TASK TO CARRY OUT: Please retype the records below exactly, from the first line down to and including the line with "pub const fn name(&self)".

DATASET ENTRIES:
□ □ □ □ □ □ □
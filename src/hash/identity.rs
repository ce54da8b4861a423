//! Metadata fingerprints.
//!
//! When a library has no file content (or in addition to it), vulnerability
//! tables may index it by a digest over its coordinates. Each
//! [`IdentityScheme`] picks an ordered set of fields, joins them with `_`
//! and digests the result. The schemes are legacy formats and must stay
//! byte-for-byte stable.

use std::borrow::Cow;

use schemars::JsonSchema;
use serde::{Deserialize, Serialize};

use super::HashAlgorithm;
use crate::error::{FingerprintError, Result};
use crate::model::Library;

/// Borrowed view of the metadata an identity scheme can use.
///
/// Empty strings mean "absent".
#[derive(Debug, Clone, Copy, Default, PartialEq, Eq)]
pub struct LibraryIdentity<'a> {
    pub group: &'a str,
    pub artifact: &'a str,
    pub version: &'a str,
    pub commit: &'a str,
    pub type_tag: &'a str,
}

impl<'a> From<&'a Library> for LibraryIdentity<'a> {
    fn from(lib: &'a Library) -> Self {
        Self {
            group: &lib.group_id,
            artifact: &lib.artifact,
            version: &lib.version,
            commit: &lib.commit,
            type_tag: lib.lib_type.as_str(),
        }
    }
}

/// The named field selections.
#[derive(
    Debug,
    Clone,
    Copy,
    PartialEq,
    Eq,
    Hash,
    PartialOrd,
    Ord,
    Serialize,
    Deserialize,
    JsonSchema,
)]
#[serde(rename_all = "UPPERCASE")]
pub enum IdentityScheme {
    /// group, artifact, version, type
    Gavt,
    /// lower-cased group, artifact and version, type
    Gavtlc,
    /// artifact, version, type
    Avt,
    /// lower-cased artifact and version, type
    Avtlc,
    /// lower-cased artifact and numeric version core, pre-release suffix as
    /// written, type
    Avtlca,
    /// artifact, commit, type
    Act,
}

impl IdentityScheme {
    pub const ALL: [Self; 6] = [
        Self::Gavt,
        Self::Gavtlc,
        Self::Avt,
        Self::Avtlc,
        Self::Avtlca,
        Self::Act,
    ];

    #[must_use]
    pub const fn name(&self) -> &'static str {
        match self {
            Self::Gavt => "GAVT",
            Self::Gavtlc => "GAVTLC",
            Self::Avt => "AVT",
            Self::Avtlc => "AVTLC",
            Self::Avtlca => "AVTLCA",
            Self::Act => "ACT",
        }
    }

    /// Fields that must be non-empty, in the order they are checked.
    #[must_use]
    pub const fn required_fields(&self) -> &'static [&'static str] {
        match self {
            Self::Gavt | Self::Gavtlc => &["group", "artifact", "version"],
            Self::Avt | Self::Avtlc | Self::Avtlca => &["artifact", "version"],
            Self::Act => &["artifact", "commit"],
        }
    }

    /// Check that every required field is present.
    pub fn validate(&self, identity: &LibraryIdentity<'_>) -> Result<()> {
        for &field in self.required_fields() {
            let value = match field {
                "group" => identity.group,
                "artifact" => identity.artifact,
                "version" => identity.version,
                _ => identity.commit,
            };
            if value.is_empty() {
                return Err(FingerprintError::missing_field(self.name(), field));
            }
        }
        Ok(())
    }

    /// The ordered parts that get joined and digested.
    #[must_use]
    pub fn parts<'a>(&self, identity: &LibraryIdentity<'a>) -> Vec<Cow<'a, str>> {
        let id = identity;
        match self {
            Self::Gavt => vec![
                id.group.into(),
                id.artifact.into(),
                id.version.into(),
                id.type_tag.into(),
            ],
            Self::Gavtlc => vec![
                id.group.to_lowercase().into(),
                id.artifact.to_lowercase().into(),
                id.version.to_lowercase().into(),
                id.type_tag.into(),
            ],
            Self::Avt => vec![id.artifact.into(), id.version.into(), id.type_tag.into()],
            Self::Avtlc => vec![
                id.artifact.to_lowercase().into(),
                id.version.to_lowercase().into(),
                id.type_tag.into(),
            ],
            Self::Avtlca => {
                let (core, suffix) = split_version(id.version);
                vec![
                    id.artifact.to_lowercase().into(),
                    format!("{}{suffix}", core.to_lowercase()).into(),
                    id.type_tag.into(),
                ]
            }
            Self::Act => vec![id.artifact.into(), id.commit.into(), id.type_tag.into()],
        }
    }

    /// Validate and digest.
    pub fn compute(&self, identity: &LibraryIdentity<'_>, algorithm: HashAlgorithm) -> Result<String> {
        self.validate(identity)?;
        Ok(underscore_digest(&self.parts(identity), algorithm))
    }
}

impl std::fmt::Display for IdentityScheme {
    fn fmt(&self, f: &mut std::fmt::Formatter<'_>) -> std::fmt::Result {
        f.write_str(self.name())
    }
}

/// Digest of `parts` joined with `_`.
#[must_use]
pub fn underscore_digest<S: AsRef<str>>(parts: &[S], algorithm: HashAlgorithm) -> String {
    let joined = parts
        .iter()
        .map(AsRef::as_ref)
        .collect::<Vec<_>>()
        .join("_");
    algorithm.digest_str(&joined)
}

/// Split a version into its leading numeric core (digits and dots) and the
/// rest, e.g. `1.1.1-RC` into `1.1.1` and `-RC`.
fn split_version(version: &str) -> (&str, &str) {
    let end = version
        .find(|c: char| !(c.is_ascii_digit() || c == '.'))
        .unwrap_or(version.len());
    version.split_at(end)
}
□ □ □ □ □ □ □
RESPONSE BOX:
filename src/hash/identity.rs
repository ce54da8b4861a423
//! Metadata fingerprints.
//!
//! When a library has no file content (or in addition to it), vulnerability
//! tables may index it by a digest over its coordinates. Each
//! [`IdentityScheme`] picks an ordered set of fields, joins them with `_`
//! and digests the result. The schemes are legacy formats and must stay
//! byte-for-byte stable.

use std::borrow::Cow;

use schemars::JsonSchema;
use serde::{Deserialize, Serialize};

use super::HashAlgorithm;
use crate::error::{FingerprintError, Result};
use crate::model::Library;

/// Borrowed view of the metadata an identity scheme can use.
///
/// Empty strings mean "absent".
#[derive(Debug, Clone, Copy, Default, PartialEq, Eq)]
pub struct LibraryIdentity<'a> {
    pub group: &'a str,
    pub artifact: &'a str,
    pub version: &'a str,
    pub commit: &'a str,
    pub type_tag: &'a str,
}

impl<'a> From<&'a Library> for LibraryIdentity<'a> {
    fn from(lib: &'a Library) -> Self {
        Self {
            group: &lib.group_id,
            artifact: &lib.artifact,
            version: &lib.version,
            commit: &lib.commit,
            type_tag: lib.lib_type.as_str(),
        }
    }
}

/// The named field selections.
#[derive(
    Debug,
    Clone,
    Copy,
    PartialEq,
    Eq,
    Hash,
    PartialOrd,
    Ord,
    Serialize,
    Deserialize,
    JsonSchema,
)]
#[serde(rename_all = "UPPERCASE")]
pub enum IdentityScheme {
    /// group, artifact, version, type
    Gavt,
    /// lower-cased group, artifact and version, type
    Gavtlc,
    /// artifact, version, type
    Avt,
    /// lower-cased artifact and version, type
    Avtlc,
    /// lower-cased artifact and numeric version core, pre-release suffix as
    /// written, type
    Avtlca,
    /// artifact, commit, type
    Act,
}

impl IdentityScheme {
    pub const ALL: [Self; 6] = [
        Self::Gavt,
        Self::Gavtlc,
        Self::Avt,
        Self::Avtlc,
        Self::Avtlca,
        Self::Act,
    ];

    #[must_use]
    pub const fn name(&self) -> &'static str {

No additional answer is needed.